The thermal injuries increase with temperature elevation during bone drilling that can cause irreversible, permanent death of regenerative bony cells resulting in thermal osteonecrosis. The ascent in temperature during the drilling procedure is a significant concern for every orthopaedic surgeon. Since it is difficult to monitor and predict temperature elevation during real-time in vivo medical surgery, a robust predictive machine-learning (ML) model has been proposed in the present work. Successively, the efficiency of rotary ultrasonic-assisted bone drilling (RUABD) is experimentally verified to reduce thermal injuries during bone drilling. Several rigorous in vitro experiments were performed on pig femur bone with changing independent variables like rotational speed, feedrate, abrasive grit size, and vibrational ultrasonic power during the study. The assumptions for the implementation of machine learning models have been successfully corroborated and validated.
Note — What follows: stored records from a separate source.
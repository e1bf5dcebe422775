//! Configuration management for the decomposition engine.
//!
//! Configuration is resolved from several layers:
//! 1. Built-in defaults (embedded in the binary)
//! 2. A user-specified TOML file
//! 3. Environment variables (prefixed with `DIMSPLIT_`, nested keys joined by `__`)
//! 4. Command-line overrides
//!
//! Later layers override earlier ones. The resulting [`DecompositionConfig`] is a
//! plain value passed into each execute call; nothing here is process-global.
//!
//! # Environment Variables
//!
//! - `DIMSPLIT_SAFE_LIMIT` - complexity budget per sub-query
//! - `DIMSPLIT_CONCURRENCY` - concurrent sub-queries
//! - `DIMSPLIT_RETRY__MAX_ATTEMPTS` - attempts per sub-query
//! - `DIMSPLIT_URL__TRANSPORT` - `get` or `post`

use crate::constants;
use crate::error::{Error, Result};
use crate::query::Dimension;
use clap::Args;
use serde::{Deserialize, Serialize};
use std::path::{Path, PathBuf};
use std::time::Duration;

const DEFAULT_CONFIG: &str = include_str!("../config/default.toml");

/// Tuning for one execute call.
#[derive(Debug, Clone, PartialEq, Serialize, Deserialize)]
#[serde(default)]
pub struct DecompositionConfig {
    /// Maximum complexity score per sub-query
    pub safe_limit: u64,
    /// Optional per-dimension caps on identifiers per sub-query
    pub chunk_sizes: ChunkSizes,
    /// Request serialization settings for the URL-length check
    pub url: UrlConfig,
    /// Retry and backoff policy
    pub retry: RetryPolicy,
    /// Re-plans allowed after transient exhaustion
    pub max_replans: u32,
    /// Concurrent sub-queries in flight
    pub concurrency: usize,
    /// Abort on the first permanent failure instead of returning a partial result
    pub fail_fast: bool,
    /// Engine-side timeout per executor call, in milliseconds
    pub attempt_timeout_ms: Option<u64>,
}

impl Default for DecompositionConfig {
    fn default() -> Self {
        Self {
            safe_limit: constants::limits::SAFE_LIMIT,
            chunk_sizes: ChunkSizes::default(),
            url: UrlConfig::default(),
            retry: RetryPolicy::default(),
            max_replans: constants::retry::MAX_REPLANS,
            concurrency: constants::execution::CONCURRENCY,
            fail_fast: false,
            attempt_timeout_ms: None,
        }
    }
}

/// Per-dimension caps on identifiers carried by one sub-query.
#[derive(Debug, Clone, Copy, Default, PartialEq, Eq, Serialize, Deserialize)]
#[serde(default)]
pub struct ChunkSizes {
    pub items: Option<usize>,
    pub units: Option<usize>,
    pub periods: Option<usize>,
}

impl ChunkSizes {
    pub fn get(&self, dimension: Dimension) -> Option<usize> {
        match dimension {
            Dimension::Items => self.items,
            Dimension::Units => self.units,
            Dimension::Periods => self.periods,
        }
    }

    pub fn set(&mut self, dimension: Dimension, cap: Option<usize>) {
        match dimension {
            Dimension::Items => self.items = cap,
            Dimension::Units => self.units = cap,
            Dimension::Periods => self.periods = cap,
        }
    }

    /// Every cap halved, never below one.
    pub fn halved(&self) -> Self {
        let half = |cap: Option<usize>| cap.map(|c| (c / 2).max(1));
        Self {
            items: half(self.items),
            units: half(self.units),
            periods: half(self.periods),
        }
    }
}

/// How sub-queries travel to the server.
#[derive(Debug, Clone, Copy, Default, PartialEq, Eq, Serialize, Deserialize)]
#[serde(rename_all = "lowercase")]
pub enum Transport {
    /// Parameters in the query string; subject to the URL-length check
    Get,
    /// Parameters in the request body
    #[default]
    Post,
}

/// URL-length check settings.
#[derive(Debug, Clone, Copy, PartialEq, Eq, Serialize, Deserialize)]
#[serde(default)]
pub struct UrlConfig {
    pub transport: Transport,
    /// Maximum full URL length in characters
    pub url_length_limit: usize,
    /// Length of scheme, host and path that precede the query string
    pub base_url_length: usize,
}

impl Default for UrlConfig {
    fn default() -> Self {
        Self {
            transport: Transport::default(),
            url_length_limit: constants::limits::URL_LENGTH_LIMIT,
            base_url_length: 0,
        }
    }
}

impl UrlConfig {
    /// Query-string budget when the GET check applies.
    pub fn query_budget(&self) -> Option<usize> {
        match self.transport {
            Transport::Get => Some(self.url_length_limit.saturating_sub(self.base_url_length)),
            Transport::Post => None,
        }
    }
}

/// Exponential backoff policy.
#[derive(Debug, Clone, PartialEq, Serialize, Deserialize)]
#[serde(default)]
pub struct RetryPolicy {
    /// Attempts per sub-query, the first call included
    pub max_attempts: u32,
    /// Delay after the first failure, in milliseconds
    pub base_delay_ms: u64,
    /// Growth factor per failed attempt
    pub multiplier: f64,
    /// Cap on any single delay, in milliseconds
    pub max_delay_ms: u64,
}

impl Default for RetryPolicy {
    fn default() -> Self {
        Self {
            max_attempts: constants::retry::MAX_ATTEMPTS,
            base_delay_ms: constants::retry::BASE_DELAY_MS,
            multiplier: constants::retry::MULTIPLIER,
            max_delay_ms: constants::retry::MAX_DELAY_MS,
        }
    }
}

impl DecompositionConfig {
    /// Load configuration from defaults, an optional file and the environment.
    pub fn load(path: Option<&Path>) -> Result<Self> {
        let mut builder = config::Config::builder()
            .add_source(config::File::from_str(DEFAULT_CONFIG, config::FileFormat::Toml));

        if let Some(path) = path {
            builder = builder.add_source(config::File::from(path));
        }

        builder = builder.add_source(
            config::Environment::with_prefix(constants::config::ENV_PREFIX)
                .prefix_separator("_")
                .separator(constants::config::ENV_SEPARATOR)
                .try_parsing(true),
        );

        let config: DecompositionConfig = builder.build()?.try_deserialize()?;
        config.validate()?;
        Ok(config)
    }

    /// Reject values the planner or executor cannot honour.
    pub fn validate(&self) -> Result<()> {
        if self.safe_limit < 1 {
            return Err(Error::invalid_config("safe_limit must be at least 1"));
        }
        if self.concurrency < 1 {
            return Err(Error::invalid_config("concurrency must be at least 1"));
        }
        if self.retry.max_attempts < 1 {
            return Err(Error::invalid_config("retry.max_attempts must be at least 1"));
        }
        if !self.retry.multiplier.is_finite() || self.retry.multiplier < 1.0 {
            return Err(Error::invalid_config(format!(
                "retry.multiplier must be a finite value >= 1.0, got {}",
                self.retry.multiplier
            )));
        }
        for dimension in Dimension::ALL {
            if self.chunk_sizes.get(dimension) == Some(0) {
                return Err(Error::invalid_config(format!(
                    "chunk_sizes.{} must be at least 1",
                    dimension
                )));
            }
        }
        if self.url.transport == Transport::Get && self.url.query_budget() == Some(0) {
            return Err(Error::invalid_config(
                "url.base_url_length leaves no room for query parameters",
            ));
        }
        if self.attempt_timeout_ms == Some(0) {
            return Err(Error::invalid_config("attempt_timeout_ms must be positive"));
        }
        Ok(())
    }

    pub fn attempt_timeout(&self) -> Option<Duration> {
        self.attempt_timeout_ms.map(Duration::from_millis)
    }
}

/// Command-line overrides shared by CLI commands
#[derive(Debug, Clone, Default, Args)]
pub struct ConfigArgs {
    /// Configuration file path
    #[arg(short, long, value_name = "FILE")]
    pub config: Option<PathBuf>,

    /// Complexity budget per sub-query
    #[arg(long, value_name = "N")]
    pub safe_limit: Option<u64>,

    /// Concurrent sub-queries
    #[arg(long, value_name = "N")]
    pub concurrency: Option<usize>,

    /// Request transport (get enables the URL-length check)
    #[arg(long, value_parser = parse_transport)]
    pub transport: Option<Transport>,

    /// Maximum URL length for GET requests
    #[arg(long, value_name = "CHARS")]
    pub url_length_limit: Option<usize>,

    /// Cap on item identifiers per sub-query
    #[arg(long, value_name = "N")]
    pub max_items: Option<usize>,

    /// Cap on unit identifiers per sub-query
    #[arg(long, value_name = "N")]
    pub max_units: Option<usize>,

    /// Cap on period identifiers per sub-query
    #[arg(long, value_name = "N")]
    pub max_periods: Option<usize>,
}

impl ConfigArgs {
    /// Load layered configuration and apply command-line overrides on top.
    pub fn resolve(&self) -> Result<DecompositionConfig> {
        let mut config = DecompositionConfig::load(self.config.as_deref())?;

        if let Some(limit) = self.safe_limit {
            config.safe_limit = limit;
        }
        if let Some(concurrency) = self.concurrency {
            config.concurrency = concurrency;
        }
        if let Some(transport) = self.transport {
            config.url.transport = transport;
        }
        if let Some(limit) = self.url_length_limit {
            config.url.url_length_limit = limit;
        }
        for (dimension, cap) in [
            (Dimension::Items, self.max_items),
            (Dimension::Units, self.max_units),
            (Dimension::Periods, self.max_periods),
        ] {
            if cap.is_some() {
                config.chunk_sizes.set(dimension, cap);
            }
        }

        config.validate()?;
        Ok(config)
    }
}

fn parse_transport(value: &str) -> std::result::Result<Transport, String> {
    match value.to_ascii_lowercase().as_str() {
        "get" => Ok(Transport::Get),
        "post" => Ok(Transport::Post),
        other => Err(format!("unknown transport '{}', expected get or post", other)),
    }
}

#[cfg(test)]
mod tests {
    use super::*;
    use std::io::Write;

    #[test]
    fn test_config_defaults() {
        let config = DecompositionConfig::load(None).unwrap();
        assert_eq!(config, DecompositionConfig::default());
        assert_eq!(config.safe_limit, 10_000);
        assert_eq!(config.retry.max_attempts, 3);
        assert_eq!(config.concurrency, 1);
        assert_eq!(config.url.transport, Transport::Post);
    }

    #[test]
    fn test_config_file_overrides_defaults() {
        let mut file = tempfile::Builder::new().suffix(".toml").tempfile().unwrap();
        writeln!(
            file,
            "safe_limit = 500\n[chunk_sizes]\nunits = 50\n[retry]\nmax_attempts = 5"
        )
        .unwrap();

        let config = DecompositionConfig::load(Some(file.path())).unwrap();
        assert_eq!(config.safe_limit, 500);
        assert_eq!(config.chunk_sizes.units, Some(50));
        assert_eq!(config.chunk_sizes.items, None);
        assert_eq!(config.retry.max_attempts, 5);
        assert_eq!(config.retry.base_delay_ms, 500);
    }

    #[test]
    fn test_config_file_with_invalid_limit_is_rejected() {
        let mut file = tempfile::Builder::new().suffix(".toml").tempfile().unwrap();
        writeln!(file, "safe_limit = 0").unwrap();

        let err = DecompositionConfig::load(Some(file.path())).unwrap_err();
        assert!(matches!(err, Error::InvalidConfiguration(_)));
    }

    #[test]
    fn test_validate_rejects_bad_values() {
        let mut config = DecompositionConfig::default();
        config.concurrency = 0;
        assert!(config.validate().is_err());

        let mut config = DecompositionConfig::default();
        config.retry.multiplier = 0.5;
        assert!(config.validate().is_err());

        let mut config = DecompositionConfig::default();
        config.chunk_sizes.periods = Some(0);
        assert!(config.validate().is_err());

        let mut config = DecompositionConfig::default();
        config.url.transport = Transport::Get;
        config.url.base_url_length = config.url.url_length_limit;
        assert!(config.validate().is_err());
    }

    #[test]
    fn test_chunk_sizes_halve_to_at_least_one() {
        let sizes = ChunkSizes {
            items: Some(1),
            units: Some(50),
            periods: None,
        };
        let halved = sizes.halved();
        assert_eq!(halved.items, Some(1));
        assert_eq!(halved.units, Some(25));
        assert_eq!(halved.periods, None);
    }

    #[test]
    fn test_args_override_file() {
        let args = ConfigArgs {
            safe_limit: Some(42),
            transport: Some(Transport::Get),
            max_units: Some(10),
            ..Default::default()
        };
        let config = args.resolve().unwrap();
        assert_eq!(config.safe_limit, 42);
        assert_eq!(config.url.transport, Transport::Get);
        assert_eq!(config.chunk_sizes.units, Some(10));
    }

    #[test]
    fn test_parse_transport() {
        assert_eq!(parse_transport("GET").unwrap(), Transport::Get);
        assert!(parse_transport("websocket").is_err());
    }
}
The multi-linear regression was compared with a multilayer perceptron, lasso regression, and ridge regression to provide the most accurate predictive models. The accuracy of ML models was observed with different error metrics such as mean absolute error (MAE), root mean square error (RMSE), and mean square error (MSE). The error metrics of ridge regression were comparatively lower with MAE 1.702 +/- 0.229, RMSE 2.015 +/- 0.398 and MSE 5.214 +/- 1.840 than other ML models. The Ridge regression model was able to predict temperature rise during bone drilling with an adequacy of +/- 1.7 degrees C. The prediction of thermal injuries using machine learning models is the key contribution and a proof-of-concept of the present in vitro study.

Automated summary

A machine-learning model has been proposed in this study to predict temperature elevation during bone drilling and reduce thermal injuries. Through in vitro experiments, the accuracy of the machine-learning models was validated, and the ridge regression model was found to be the most accurate predictive model.